W3C home > Mailing lists > Public > www-validator@w3.org > September 2007

Re: The error was: utf8 "\xBA" does not map to Unicode

From: Jukka K. Korpela <jkorpela@cs.tut.fi>
Date: Mon, 24 Sep 2007 10:51:08 +0300 (EEST)
To: www-validator@w3.org
cc: tammyglaser798@earthlink.net
Message-ID: <Pine.SOC.4.64.0709241032390.29575@mustatilhi.cs.tut.fi>

On Mon, 24 Sep 2007, Frank Ellermann wrote:

> Tammy Glaser wrote:
>> when I refer to it from the actual page by clicking the referral link, I get the validation error
>> listed in the subject.
> Your document claims to be UTF-8, and apparently your server supports 
> this theory.

Actually the server does not send encoding information in HTTP headers, so 
browsers and other user agents (such as validators) are supposed to 
believe the <meta> tag, and they do. Thus, changing

<meta http-equiv="Content-Type" content="text/html; charset=utf-8">


<meta http-equiv="Content-Type" content="text/html; charset=windows-1252">

This can be (informally) seen by using the option for overriding the 
encoding in the validator's user interface (the Encoding menu).

(There is a similar problem later with the punctuation apostrophe.
For it, declaring the encoding as windows-1252 would do, and so would e.g. 
the entity reference &rsquo;.)

But there's more... not really about validation but about proper use of 

> But in line 126 (reported by the validator) you use a degree character that's
> not encoded as UTF-8.  There are various ways to fix this, two ideas:
> - you can simply replace this character by &#186; (decimal for hex. BA)
> - you could also try to declare windows-1252 where you now have UTF-8

The octet BA is indeed apparently meant to denote the degree sign,
but what it really means in windows-1252 (and in iso-8859-1) is the 
masculine ordinal indicator, which is a superscripted letter "o", often 
underlined.
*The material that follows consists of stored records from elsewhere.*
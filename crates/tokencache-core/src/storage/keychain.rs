use std::collections::HashMap;

use chrono::{DateTime, Utc};
use keyring::Entry;
use tracing::debug;

use super::{Storage, StorageError, StoredEntry};

/// Storage in the OS keychain, one keyring entry per key.
///
/// Keychains have no notion of expiry, so each entry holds a JSON
/// `StoredEntry` envelope and expired envelopes read as absent. Writes
/// without an expiry never reach the keychain; they are kept in process
/// memory and replace any durable copy.
#[derive(Debug, Clone)]
pub struct KeyringStore {
    service: String,
    session: HashMap<String, String>,
}

impl KeyringStore {
    pub fn new(service: impl Into<String>) -> Self {
        Self {
            service: service.into(),
            session: HashMap::new(),
        }
    }

    pub fn service(&self) -> &str {
        &self.service
    }

    fn entry(&self, key: &str) -> Result<Entry, StorageError> {
        Ok(Entry::new(&self.service, key)?)
    }

    /// Whether `key` is held only for this process.
    pub fn is_session(&self, key: &str) -> bool {
        self.session.contains_key(key)
    }

    fn delete_durable(&self, key: &str) -> Result<(), StorageError> {
        match self.entry(key)?.delete_credential() {
            Ok(()) | Err(keyring::Error::NoEntry) => Ok(()),
            Err(e) => Err(e.into()),
        }
    }
}

impl Storage for KeyringStore {
    fn get(&self, key: &str) -> Result<Option<String>, StorageError> {
        if let Some(value) = self.session.get(key) {
            return Ok(Some(value.clone()));
        }
        let secret = match self.entry(key)?.get_password() {
            Ok(secret) => secret,
            Err(keyring::Error::NoEntry) => return Ok(None),
            Err(e) => return Err(e.into()),
        };

        let envelope = decode_envelope(&secret)?;
        if envelope.is_expired() {
            debug!(key, "Keyring entry expired");
            return Ok(None);
        }
        Ok(Some(envelope.value))
    }

    fn set(
        &mut self,
        key: &str,
        value: &str,
        expires: Option<DateTime<Utc>>,
    ) -> Result<(), StorageError> {
        if expires.is_none() {
            self.session.insert(key.to_string(), value.to_string());
            return self.delete_durable(key);
        }

        let envelope = serde_json::to_string(&StoredEntry::new(value, expires))?;
        self.entry(key)?.set_password(&envelope)?;
        self.session.remove(key);
        Ok(())
    }

    fn remove(&mut self, key: &str) -> Result<(), StorageError> {
        self.session.remove(key);
        self.delete_durable(key)
    }
}

fn decode_envelope(secret: &str) -> Result<StoredEntry, StorageError> {
    Ok(serde_json::from_str(secret)?)
}

#[cfg(test)]
mod tests {
    use super::*;
    use chrono::Duration;

    fn mock_store() -> KeyringStore {
        keyring::set_default_credential_builder(keyring::mock::default_credential_builder());
        KeyringStore::new("tokencache-test")
    }

    #[test]
    fn test_envelope_round_trip() {
        let expires = Some(Utc::now() + Duration::minutes(1));
        let secret = serde_json::to_string(&StoredEntry::new("tok1", expires)).unwrap();
        let envelope = decode_envelope(&secret).unwrap();
        assert_eq!(envelope.value, "tok1");
        assert_eq!(envelope.expires, expires);
    }

    #[test]
    fn test_envelope_without_expiry_omits_field() {
        let secret = serde_json::to_string(&StoredEntry::new("tok1", None)).unwrap();
        assert_eq!(secret, r#"{"value":"tok1"}"#);
        assert!(!decode_envelope(&secret).unwrap().is_expired());
    }

    #[test]
    fn test_session_write_stays_in_memory() {
        let mut store = mock_store();
        store.set("id", "tok1", None).unwrap();

        assert!(store.is_session("id"));
        assert_eq!(store.get("id").unwrap().as_deref(), Some("tok1"));
    }

    #[test]
    fn test_remove_clears_session_entry() {
        let mut store = mock_store();
        store.set("id", "tok1", None).unwrap();
        store.remove("id").unwrap();

        assert!(!store.is_session("id"));
        assert_eq!(store.get("id").unwrap(), None);
    }

    #[test]
    fn test_garbage_envelope_is_an_error() {
        assert!(matches!(
            decode_envelope("plain password"),
            Err(StorageError::Serialization(_))
        ));
    }
}
//! Credential manager holding the current authentication token.

use chrono::{DateTime, Duration, Utc};
use serde_json::Value;
use tokio::sync::mpsc;
use tracing::{debug, warn};

use super::error::CredentialError;
use super::token::{TokenField, TokenRecord, UserId, UserPayload};
use crate::storage::{Storage, StorageError};

/// Prefix for every stored key, shared with existing browser SDK clients.
pub const DEFAULT_KEY_PREFIX: &str = "$LoopBackSDK$";

/// A storage write or removal that failed and was skipped.
#[derive(Debug)]
pub struct PersistFailure {
    pub key: String,
    pub error: StorageError,
}

/// Owns the in-memory `TokenRecord` and mirrors it into `storage`.
///
/// Construction loads every field from storage before the manager is
/// handed out. Every mutation re-persists all fields: durably with an
/// expiry of `now + ttl` when remember-me is on, session-only otherwise.
/// Absent fields are removed from storage rather than written.
/// Storage failures never reach callers; they are logged and published to
/// subscribers of [`CredentialManager::subscribe_failures`].
pub struct CredentialManager<S: Storage> {
    storage: S,
    token: TokenRecord,
    prefix: String,
    failures: Option<mpsc::UnboundedSender<PersistFailure>>,
}

impl<S: Storage> CredentialManager<S> {
    /// Create a manager over `storage` using the default key prefix.
    pub fn new(storage: S) -> Self {
        Self::with_prefix(storage, DEFAULT_KEY_PREFIX)
    }

    pub fn with_prefix(storage: S, prefix: impl Into<String>) -> Self {
        let mut manager = Self {
            storage,
            token: TokenRecord::default(),
            prefix: prefix.into(),
            failures: None,
        };
        for field in TokenField::ALL {
            manager.load(field);
        }
        debug!(
            prefix = %manager.prefix,
            has_token = manager.token.id.is_some(),
            "Credentials loaded from storage"
        );
        manager
    }

    fn key(&self, field: TokenField) -> String {
        format!("{}{}", self.prefix, field.name())
    }

    fn load(&mut self, field: TokenField) {
        let key = self.key(field);
        match self.storage.get(&key) {
            Ok(Some(text)) => {
                if !self.token.apply_stored(field, &text) {
                    warn!(key = %key, "Ignoring unreadable stored credential field");
                }
            }
            Ok(None) => {}
            Err(e) => warn!(key = %key, error = %e, "Failed to read stored credential field"),
        }
    }

    // =========================================================================
    // Mutators
    // =========================================================================

    /// Set the remember-me flag. Takes effect on the next save.
    pub fn set_remember_me(&mut self, value: bool) {
        self.token.remember_me = Some(value);
    }

    /// Replace the user payload and save.
    pub fn set_user(&mut self, user: impl Into<UserPayload>) {
        self.token.user = Some(user.into());
        self.save();
    }

    /// Shallow-merge `token` over the current record and save.
    pub fn set_token(&mut self, token: TokenRecord) {
        self.token.merge(token);
        self.save();
    }

    // =========================================================================
    // Accessors
    // =========================================================================

    pub fn token(&self) -> &TokenRecord {
        &self.token
    }

    /// The access token id to attach to outgoing requests.
    pub fn access_token_id(&self) -> Option<&str> {
        self.token.id.as_deref()
    }

    pub fn current_user_id(&self) -> Option<&UserId> {
        self.token.user_id.as_ref()
    }

    /// The user payload as a structured value.
    ///
    /// A serialized payload that is not valid JSON is an error; there is no
    /// fallback for corrupted user data.
    pub fn current_user_data(&self) -> Result<Option<Value>, CredentialError> {
        match self.token.user {
            Some(ref user) => Ok(Some(user.decode()?)),
            None => Ok(None),
        }
    }

    pub fn remembers(&self) -> bool {
        self.token.remember_me == Some(true)
    }

    pub fn prefix(&self) -> &str {
        &self.prefix
    }

    pub fn storage(&self) -> &S {
        &self.storage
    }

    /// Give the backend back, e.g. to reopen it with a new manager.
    pub fn into_storage(self) -> S {
        self.storage
    }

    /// Receive every persistence failure from now on. A later call replaces
    /// the previous subscriber.
    pub fn subscribe_failures(&mut self) -> mpsc::UnboundedReceiver<PersistFailure> {
        let (tx, rx) = mpsc::unbounded_channel();
        self.failures = Some(tx);
        rx
    }

    // =========================================================================
    // Persistence
    // =========================================================================

    /// Write all six fields to storage, removing the keys of absent ones.
    /// Always returns `true`; individual
    /// field failures are reported, not returned.
    pub fn save(&mut self) -> bool {
        let expires = self
            .token
            .ttl
            .and_then(Duration::try_seconds)
            .and_then(|ttl| Utc::now().checked_add_signed(ttl));

        for field in TokenField::ALL {
            self.persist(field, expires);
        }
        debug!(remember_me = self.remembers(), "Credentials saved");
        true
    }

    fn persist(&mut self, field: TokenField, expires: Option<DateTime<Utc>>) {
        let key = self.key(field);
        let expires = if self.remembers() { expires } else { None };

        let result = match self.token.encode_field(field) {
            Ok(Some(value)) => self.storage.set(&key, &value, expires),
            Ok(None) => self.storage.remove(&key),
            Err(e) => Err(e.into()),
        };
        if let Err(error) = result {
            self.report(key, error);
        }
    }

    /// Remove every stored field and reset to an empty record.
    pub fn clear(&mut self) {
        for field in TokenField::ALL {
            let key = self.key(field);
            if let Err(error) = self.storage.remove(&key) {
                self.report(key, error);
            }
        }
        self.token = TokenRecord::default();
        debug!("Credentials cleared");
    }

    fn report(&self, key: String, error: StorageError) {
        warn!(key = %key, error = %error, "Cannot access credential storage");
        if let Some(ref tx) = self.failures {
            // A dropped receiver just means nobody is listening
            let _ = tx.send(PersistFailure { key, error });
        }
    }
}

// ============================================================================
// Tests
// ============================================================================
That character can be represented as &#186;. But it's not the 
correct character.

The degree sign is U+00B0, representable in windows-1252 as octet B0 and 
generally (in any encoding) in HTML as &#176; or, alternatively, as &deg;.

PS. It is inappropriate to use the "W3C HTML 4.01!" icon when the page 
does not in fact validate. On the other hand, such icons are worse than 
useless anyway, partly because those few visitors who understand them 
may know well that they are often even false claims.

(I'm CC'ing the OP, who might not read the list.)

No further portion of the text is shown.